USMC looks to buy Reaper UAVs
The USMC wants to begin buying a handful of MQ-9A Reaper UAVs in FY2020 to meet an ‘urgent operational need,’ according to a US Navy Department budget official.
‘We plan to transition this to a programme of record once we complete the programme validation process,’ said R Adm Randy Crites, deputy assistant secretary of the navy for budget, who briefed reporters at the Pentagon on 12 March on the department’s recently unveiled FY2020 budget request.
Budget documents show the USMC intends to buy a total of six Reapers; three in FY2020 and three in FY2021.
Lawmakers have urged the USMC to purchase the Reaper to fill a current capability gap and help prepare the service to develop and operate the future Marine Air Ground Task Force Unmanned Aircraft System Expeditionary.
The Reaper’s existing customers include the British, French, Italian and US air forces, while the Dutch and Spanish militaries have ordered the UAV. Australia plans to select either the MQ-9A or the MQ-9B variant later this year. The UK has ordered the MQ-9B, and Belgium intends to negotiate with the US government to acquire the MQ-9B.
Crites said that acquiring the fixed-wing Reaper would not stop the USMC from pursuing the VTOL MUX, which will perform ISR, strike, airborne escort and cargo resupply. The USMC released an RfI for the emerging MUX effort a year ago.
‘We’re still working on the MUX programme,’ Crites said.

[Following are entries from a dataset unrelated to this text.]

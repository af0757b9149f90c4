//! Text rendering of recipes for command output.

use crate::ingredient::IngredientGroup;
use crate::pack::format_ingredient;
use crate::recipe::{Ingredients, WrapperHandle};

/// One slot: alternatives joined by `|`.
pub fn format_group(group: &IngredientGroup) -> String {
    group
        .iter()
        .map(format_ingredient)
        .collect::<Vec<_>>()
        .join(" | ")
}

fn format_groups(groups: &[IngredientGroup]) -> String {
    if groups.is_empty() {
        return "nothing".to_string();
    }
    groups.iter().map(format_group).collect::<Vec<_>>().join(", ")
}

/// `inputs -> outputs` for a wrapper, or the wrapper's error.
pub fn format_wrapper(wrapper: &WrapperHandle) -> String {
    let mut ingredients = Ingredients::new();
    match wrapper.ingredients(&mut ingredients) {
        Ok(()) => format!(
            "{} -> {}",
            format_groups(ingredients.inputs()),
            format_groups(ingredients.outputs())
        ),
        Err(e) => format!("<unreadable recipe: {}>", e),
    }
}
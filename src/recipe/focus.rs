//! Lookup focus.

use std::fmt;

use serde::{Deserialize, Serialize};

use crate::ingredient::{Ingredient, IngredientValue};

/// Direction of a focus lookup.
#[derive(Debug, Clone, Copy, PartialEq, Eq, Hash, Serialize, Deserialize)]
#[serde(rename_all = "lowercase")]
pub enum FocusMode {
    /// Recipes that consume the ingredient.
    Input,
    /// Recipes that produce the ingredient.
    Output,
}

impl fmt::Display for FocusMode {
    fn fmt(&self, f: &mut fmt::Formatter<'_>) -> fmt::Result {
        match self {
            FocusMode::Input => write!(f, "input"),
            FocusMode::Output => write!(f, "output"),
        }
    }
}

/// An immutable (direction, ingredient) query key.
#[derive(Debug, Clone)]
pub struct Focus {
    mode: FocusMode,
    value: Ingredient,
}

impl Focus {
    pub fn new(mode: FocusMode, value: Ingredient) -> Self {
        Self { mode, value }
    }

    /// Focus on a concrete ingredient value.
    pub fn of<V: IngredientValue>(mode: FocusMode, value: V) -> Self {
        Self::new(mode, Ingredient::new(value))
    }

    pub fn input<V: IngredientValue>(value: V) -> Self {
        Self::of(FocusMode::Input, value)
    }

    pub fn output<V: IngredientValue>(value: V) -> Self {
        Self::of(FocusMode::Output, value)
    }

    pub fn mode(&self) -> FocusMode {
        self.mode
    }

    pub fn value(&self) -> &Ingredient {
        &self.value
    }

    /// The same direction focused on a different ingredient.
    pub fn with_value(&self, value: Ingredient) -> Self {
        Self::new(self.mode, value)
    }
}
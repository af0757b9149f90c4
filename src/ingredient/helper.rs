//! Ingredient helper capability.
//!
//! An [`IngredientHelper`] is written against one concrete ingredient type.
//! The registry stores helpers behind [`AnyIngredientHelper`], which accepts
//! type-erased [`Ingredient`]s and downcasts them before delegating.

use std::marker::PhantomData;

use super::{Ingredient, IngredientValue};

/// An RGB color sampled from an ingredient's appearance.
pub type Rgb = [u8; 3];

/// Identity and matching rules for one ingredient type.
pub trait IngredientHelper<V: IngredientValue>: Send + Sync {
    /// Stable identifier distinguishing every variant of the ingredient.
    fn unique_id(&self, ingredient: &V) -> String;

    /// Coarser identifier that ignores variant metadata.
    fn wildcard_id(&self, ingredient: &V) -> String;

    /// Index of the best candidate matching `to_match`, if any.
    fn get_match(&self, candidates: &[&V], to_match: &V) -> Option<usize>;

    /// Expand wildcard ingredients into every concrete subtype.
    fn expand_subtypes(&self, ingredients: Vec<V>) -> Vec<V> {
        ingredients
    }

    fn display_name(&self, ingredient: &V) -> String;

    fn mod_id(&self, ingredient: &V) -> String;

    fn colors(&self, _ingredient: &V) -> Vec<Rgb> {
        Vec::new()
    }

    /// Description of the ingredient for error reports.
    fn error_info(&self, ingredient: &V) -> String;
}

/// Type-erased view of an [`IngredientHelper`].
///
/// Every method returns `None` (or passes values through untouched) when
/// handed an ingredient of a different type than the helper was written for.
pub trait AnyIngredientHelper: Send + Sync {
    fn unique_id(&self, ingredient: &Ingredient) -> Option<String>;

    fn wildcard_id(&self, ingredient: &Ingredient) -> Option<String>;

    /// Index into `candidates` of the best match. Candidates of other
    /// ingredient types are never matched.
    fn get_match(&self, candidates: &[Ingredient], to_match: &Ingredient) -> Option<usize>;

    fn expand_subtypes(&self, ingredients: Vec<Ingredient>) -> Vec<Ingredient>;

    fn display_name(&self, ingredient: &Ingredient) -> Option<String>;

    fn mod_id(&self, ingredient: &Ingredient) -> Option<String>;

    fn colors(&self, ingredient: &Ingredient) -> Vec<Rgb>;

    fn error_info(&self, ingredient: &Ingredient) -> String;
}

pub(crate) struct TypedHelper<V, H> {
    helper: H,
    _value: PhantomData<fn() -> V>,
}

impl<V, H> TypedHelper<V, H> {
    pub(crate) fn new(helper: H) -> Self {
        Self {
            helper,
            _value: PhantomData,
        }
    }
}

impl<V, H> AnyIngredientHelper for TypedHelper<V, H>
where
    V: IngredientValue + Clone,
    H: IngredientHelper<V>,
{
    fn unique_id(&self, ingredient: &Ingredient) -> Option<String> {
        ingredient
            .downcast_ref::<V>()
            .map(|value| self.helper.unique_id(value))
    }

    fn wildcard_id(&self, ingredient: &Ingredient) -> Option<String> {
        ingredient
            .downcast_ref::<V>()
            .map(|value| self.helper.wildcard_id(value))
    }

    fn get_match(&self, candidates: &[Ingredient], to_match: &Ingredient) -> Option<usize> {
        let to_match = to_match.downcast_ref::<V>()?;
        let (positions, typed): (Vec<usize>, Vec<&V>) = candidates
            .iter()
            .enumerate()
            .filter_map(|(i, c)| c.downcast_ref::<V>().map(|v| (i, v)))
            .unzip();
        self.helper
            .get_match(&typed, to_match)
            .and_then(|i| positions.get(i).copied())
    }

    fn expand_subtypes(&self, ingredients: Vec<Ingredient>) -> Vec<Ingredient> {
        let mut typed = Vec::with_capacity(ingredients.len());
        let mut others = Vec::new();
        for ingredient in ingredients {
            match ingredient.downcast_ref::<V>() {
                Some(value) => typed.push(value.clone()),
                None => others.push(ingredient),
            }
        }
        let mut expanded: Vec<Ingredient> = self
            .helper
            .expand_subtypes(typed)
            .into_iter()
            .map(Ingredient::new)
            .collect();
        expanded.extend(others);
        expanded
    }

    fn display_name(&self, ingredient: &Ingredient) -> Option<String> {
        ingredient
            .downcast_ref::<V>()
            .map(|value| self.helper.display_name(value))
    }

    fn mod_id(&self, ingredient: &Ingredient) -> Option<String> {
        ingredient
            .downcast_ref::<V>()
            .map(|value| self.helper.mod_id(value))
    }

    fn colors(&self, ingredient: &Ingredient) -> Vec<Rgb> {
        ingredient
            .downcast_ref::<V>()
            .map(|value| self.helper.colors(value))
            .unwrap_or_default()
    }

    fn error_info(&self, ingredient: &Ingredient) -> String {
        match ingredient.downcast_ref::<V>() {
            Some(value) => self.helper.error_info(value),
            None => format!("{:?} ({})", ingredient, ingredient.type_name()),
        }
    }
}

The USMC’s FY2020 budget request contains $21 million for ‘technical concept maturation and experimentation for MUX, ensuring the programme remains on track to provide the [USMC] an operational capability in FY2026,’ the service said in a statement.
‘These efforts will include the development of system architectures and rapid prototyping of critical system components to inform a future MUX programme of record.’
Turning to the USMC’s new CH-53K King Stallion heavy-lift helicopter, which will replace the ageing CH-53E Super Stallion, Crites said the FY2020 budget request includes research and development money to fix technical problems with the aircraft, built by Lockheed Martin’s Sikorsky.
‘We believe we have a way ahead on that programme,’ he told reporters. The budget calls for buying six CH-53Ks in FY2020, down from eight in FY2019. The numbers would be higher in futures years: 12 in FY2021, 19 in FY2022, 18 in FY2023 and 19 in FY2024.